John Kennedy ’53 Th’54: The major recent activity in engineering that I have been involved with is Junior Solar Sprints (JSS). I prepared an exhibit on JSS earlier this summer at the Hopkins Center, where there were several other Thayer alumni displays as well. I have been assisting the students from Kelly Middle School and Teacher’s Memorial Middle School, both of Norwich, Conn., in participating in the Norwich JSS program by teaching them the scientific and engineering principles involved in model solar car design as well as helping them fine-tune their cars for maximum performance. JSS is a U.S. Army Educational Outreach Program for middle school students.



Fred Mansfield ’69: I went to Stanford in 1969 on a fellowship from Fairchild Camera and Instruments and finished the program for a master’s in electrical engineering. I then worked on the San Francisco peninsula for three years at a series of jobs focused on design of digital controllers for analog systems and mechanical processes. At the end of that time (even before microprocessors would have made me obsolete), I reckoned that my half-life as a designer was less than 10 years, so I went to Harvard Medical School and became an orthopedic spine surgeon. I loved designing digital controllers, but I love being a surgeon as well.

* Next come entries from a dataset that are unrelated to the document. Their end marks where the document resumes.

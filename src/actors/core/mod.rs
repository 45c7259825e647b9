// Health vocabulary shared by the infrastructure actors and the HTTP health endpoint.

pub mod health;

pub use health::*;
use std::sync::Arc;
use std::time::{Duration, Instant};

use dashmap::DashMap;
use rust_decimal::Decimal;
use tokio::sync::{OwnedRwLockReadGuard, OwnedRwLockWriteGuard, RwLock};
use uuid::Uuid;

use crate::domain::order::{
    DispatchLine, DispatchMetadata, OrderAggregate, OrderCommand, OrderCommandHandler, OrderEvent,
};
use crate::error::FulfillmentError;
use crate::metrics::Metrics;

use super::batch::DispatchBatch;
use super::record_store::DispatchRecordStore;

// ============================================================================
// Dispatch Transaction Coordinator
// ============================================================================
//
// A dispatch is one transaction across two stores:
//   1. ledger deduction (Dispatched event on the order stream)
//   2. dispatch record (DispatchRecordStore::append)
//
// Submissions for the same order are serialized by a per-order lock, so
// validation and deduction always see the same balances. If step 2 fails
// after step 1, a DispatchRolledBack event restores the ledger before the
// lock is released. Readers take the same lock in shared mode, so nobody
// observes a deduction without its record.
//
// ============================================================================

/// A request to dispatch quantities from one order
#[derive(Debug, Clone)]
pub struct SubmitDispatch {
    pub order_id: Uuid,
    pub lines: Vec<DispatchLine>,
    pub metadata: DispatchMetadata,
    pub idempotency_key: Option<String>,
}

impl SubmitDispatch {
    pub fn new(order_id: Uuid, lines: Vec<DispatchLine>) -> Self {
        Self {
            order_id,
            lines,
            metadata: DispatchMetadata::default(),
            idempotency_key: None,
        }
    }

    pub fn with_metadata(mut self, metadata: DispatchMetadata) -> Self {
        self.metadata = metadata;
        self
    }

    pub fn with_idempotency_key(mut self, key: impl Into<String>) -> Self {
        self.idempotency_key = Some(key.into());
        self
    }
}

pub struct DispatchCoordinator {
    orders: Arc<OrderCommandHandler>,
    records: Arc<dyn DispatchRecordStore>,
    locks: DashMap<Uuid, Arc<RwLock<()>>>,
    lock_timeout: Duration,
    metrics: Option<Arc<Metrics>>,
}

impl DispatchCoordinator {
    pub fn new(
        orders: Arc<OrderCommandHandler>,
        records: Arc<dyn DispatchRecordStore>,
        lock_timeout: Duration,
    ) -> Self {
        Self {
            orders,
            records,
            locks: DashMap::new(),
            lock_timeout,
            metrics: None,
        }
    }

    pub fn with_metrics(mut self, metrics: Arc<Metrics>) -> Self {
        self.metrics = Some(metrics);
        self
    }

    pub fn orders(&self) -> &Arc<OrderCommandHandler> {
        &self.orders
    }

    // ========================================================================
    // Orders
    // ========================================================================

    pub async fn place_order(&self, command: OrderCommand) -> Result<OrderAggregate, FulfillmentError> {
        self.orders.place_order(command, Uuid::new_v4()).await
    }

    /// Current state of an order, never mid-dispatch
    pub async fn order(&self, order_id: Uuid) -> Result<OrderAggregate, FulfillmentError> {
        let _guard = self.read_lock(order_id).await?;
        self.orders.load(order_id).await
    }

    pub async fn remaining(&self, order_id: Uuid) -> Result<Vec<(Uuid, Decimal)>, FulfillmentError> {
        Ok(self.order(order_id).await?.ledger.remaining_by_line())
    }

    /// One page of orders in creation order, plus the total count.
    /// Each order is read under its lock, like `order`.
    pub async fn list_orders(
        &self,
        page: usize,
        limit: usize,
    ) -> Result<(Vec<OrderAggregate>, usize), FulfillmentError> {
        let ids = self.orders.event_store().aggregate_ids().await;
        let total = ids.len();

        let mut orders = Vec::new();
        for id in ids.into_iter().skip(page.saturating_sub(1) * limit).take(limit) {
            orders.push(self.order(id).await?);
        }

        Ok((orders, total))
    }

    // ========================================================================
    // Dispatches
    // ========================================================================

    /// Commit every line of the request or none of them
    pub async fn submit_dispatch(&self, request: SubmitDispatch) -> Result<DispatchBatch, FulfillmentError> {
        let started = Instant::now();
        let result = self.submit_locked(request).await;

        if let Some(metrics) = &self.metrics {
            let outcome = match &result {
                Ok(_) => "committed",
                Err(e) => e.kind(),
            };
            metrics.record_dispatch(outcome, started.elapsed().as_secs_f64());
            if let Err(e) = &result {
                for rejection in e.rejections() {
                    metrics.record_rejected_line(rejection.reason.code());
                }
            }
        }

        result
    }

    async fn submit_locked(&self, request: SubmitDispatch) -> Result<DispatchBatch, FulfillmentError> {
        if request.lines.is_empty() {
            return Err(FulfillmentError::validation("Dispatch must contain at least one line"));
        }

        let order_id = request.order_id;
        let _guard = self.write_lock(order_id).await?;

        let order = self.orders.load(order_id).await?;

        if let Some(key) = &request.idempotency_key {
            if let Some(previous) = order.committed_with_key(key) {
                if previous.lines == request.lines {
                    let batch = self.records.get_by_id(previous.dispatch_id).await?;
                    if batch.metadata == request.metadata {
                        tracing::info!(
                            order_id = %order_id,
                            dispatch_id = %previous.dispatch_id,
                            idempotency_key = %key,
                            "Replaying committed dispatch"
                        );
                        return Ok(batch);
                    }
                }
                return Err(FulfillmentError::Conflict(format!(
                    "Idempotency key {} was already used with a different dispatch",
                    key
                )));
            }
        }

        let dispatch_id = Uuid::new_v4();
        let correlation_id = Uuid::new_v4();
        let command = OrderCommand::DispatchLines {
            dispatch_id,
            lines: request.lines,
            metadata: request.metadata,
            idempotency_key: request.idempotency_key,
        };

        let outcome = match self.orders.handle_with(order, command, correlation_id).await {
            Ok(outcome) => outcome,
            Err(e) => {
                tracing::debug!(order_id = %order_id, error = %e, "Dispatch rejected");
                return Err(e);
            }
        };

        let dispatched = outcome.events.iter().find_map(|event| match event {
            OrderEvent::Dispatched(e) => Some(e),
            _ => None,
        });
        let Some(dispatched) = dispatched else {
            return Err(FulfillmentError::Storage(format!(
                "Dispatch {} produced no ledger deduction",
                dispatch_id
            )));
        };

        let batch = DispatchBatch::from_commit(&outcome.aggregate, dispatched);

        if let Err(e) = self.records.append(order_id, batch.clone()).await {
            tracing::error!(
                order_id = %order_id,
                dispatch_id = %dispatch_id,
                error = %e,
                "Dispatch record append failed, rolling back ledger"
            );
            self.roll_back(outcome.aggregate, dispatch_id, e.to_string(), correlation_id).await?;
            return Err(FulfillmentError::Storage(format!(
                "Dispatch {} could not be recorded: {}",
                dispatch_id, e
            )));
        }

        tracing::info!(
            order_id = %order_id,
            dispatch_id = %dispatch_id,
            invoice_number = %batch.invoice_number,
            lines = batch.lines.len(),
            status = %outcome.aggregate.status(),
            "Dispatch committed"
        );

        Ok(batch)
    }

    async fn roll_back(
        &self,
        order: OrderAggregate,
        dispatch_id: Uuid,
        reason: String,
        correlation_id: Uuid,
    ) -> Result<(), FulfillmentError> {
        let command = OrderCommand::RollBackDispatch { dispatch_id, reason };
        match self.orders.handle_with(order, command, correlation_id).await {
            Ok(_) => {
                if let Some(metrics) = &self.metrics {
                    metrics.record_rollback();
                }
                tracing::warn!(dispatch_id = %dispatch_id, "Ledger deduction rolled back");
                Ok(())
            }
            Err(e) => {
                tracing::error!(
                    dispatch_id = %dispatch_id,
                    error = %e,
                    "Ledger rollback failed, order needs reconciliation"
                );
                Err(FulfillmentError::Storage(format!(
                    "Dispatch {} rollback failed: {}",
                    dispatch_id, e
                )))
            }
        }
    }

    /// Committed dispatches of an order in creation order
    pub async fn dispatch_history(&self, order_id: Uuid) -> Result<Vec<DispatchBatch>, FulfillmentError> {
        let _guard = self.read_lock(order_id).await?;
        Ok(self.records.list_by_order(order_id).await?)
    }

    pub async fn dispatch(&self, batch_id: Uuid) -> Result<DispatchBatch, FulfillmentError> {
        Ok(self.records.get_by_id(batch_id).await?)
    }

    // ========================================================================
    // Per-order locks
    // ========================================================================

    /// Locks exist only for placed orders; orders are never removed
    async fn lock_for(&self, order_id: Uuid) -> Result<Arc<RwLock<()>>, FulfillmentError> {
        if let Some(lock) = self.locks.get(&order_id) {
            return Ok(lock.clone());
        }
        if !self.orders.event_store().aggregate_exists(order_id).await {
            return Err(FulfillmentError::not_found("Order", order_id));
        }
        Ok(self
            .locks
            .entry(order_id)
            .or_insert_with(|| Arc::new(RwLock::new(())))
            .clone())
    }

    async fn write_lock(&self, order_id: Uuid) -> Result<OwnedRwLockWriteGuard<()>, FulfillmentError> {
        let lock = self.lock_for(order_id).await?;
        let started = Instant::now();

        let guard = tokio::time::timeout(self.lock_timeout, lock.write_owned())
            .await
            .map_err(|_| {
                tracing::warn!(order_id = %order_id, timeout_ms = self.lock_timeout.as_millis() as u64, "Order lock timed out");
                FulfillmentError::Conflict(format!("Order {} is busy, retry the dispatch", order_id))
            })?;

        if let Some(metrics) = &self.metrics {
            metrics.record_lock_wait(started.elapsed().as_secs_f64());
        }
        Ok(guard)
    }

    async fn read_lock(&self, order_id: Uuid) -> Result<OwnedRwLockReadGuard<()>, FulfillmentError> {
        let lock = self.lock_for(order_id).await?;
        tokio::time::timeout(self.lock_timeout, lock.read_owned())
            .await
            .map_err(|_| FulfillmentError::Conflict(format!("Order {} is busy", order_id)))
    }
}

Steve Askey ’76 Th’77: I’m now semi-retired. I bought a house in Florida and rotate back to Houston two weeks on and two weeks off. I’m a contractor at BHP Billiton in Houston, an international exploration and production company. I’m in a global role as quality assurance engineer for “smart tools,” such as electric line logging, measurement and logging while drilling, and any other equipment making sophisticated measurements down-hole as part of the drilling and completion operations. I continue to travel globally as needed, which is getting old, like me!

Will Fraizer ’78: In March 2014 I started a new work assignment as Gorgon commissioning and startup (CSU) technical manager. I am continuing with Chevron’s large grassroots liquefied natural gas (LNG) projects that are being built in western Australia. However, I’ve moved from the Wheatstone Project back to the Gorgon Project. The Gorgon Project involves developing two major offshore natural gas fields off the northwest coast of Australia, through a subsea production system, with pipelines transporting the produced hydrocarbons to Barrow Island, where a three-train LNG plant is being completed. I worked on the Gorgon Project previously, during the concept selection and early engineering stage, when I was living in Perth, Australia, a few years ago. My new position involves managing the engineering function during the commissioning, startup, and initial operation of the Gorgon facilities as well as leading the CSU technical team, a group with more than 20 engineering and coordinator positions.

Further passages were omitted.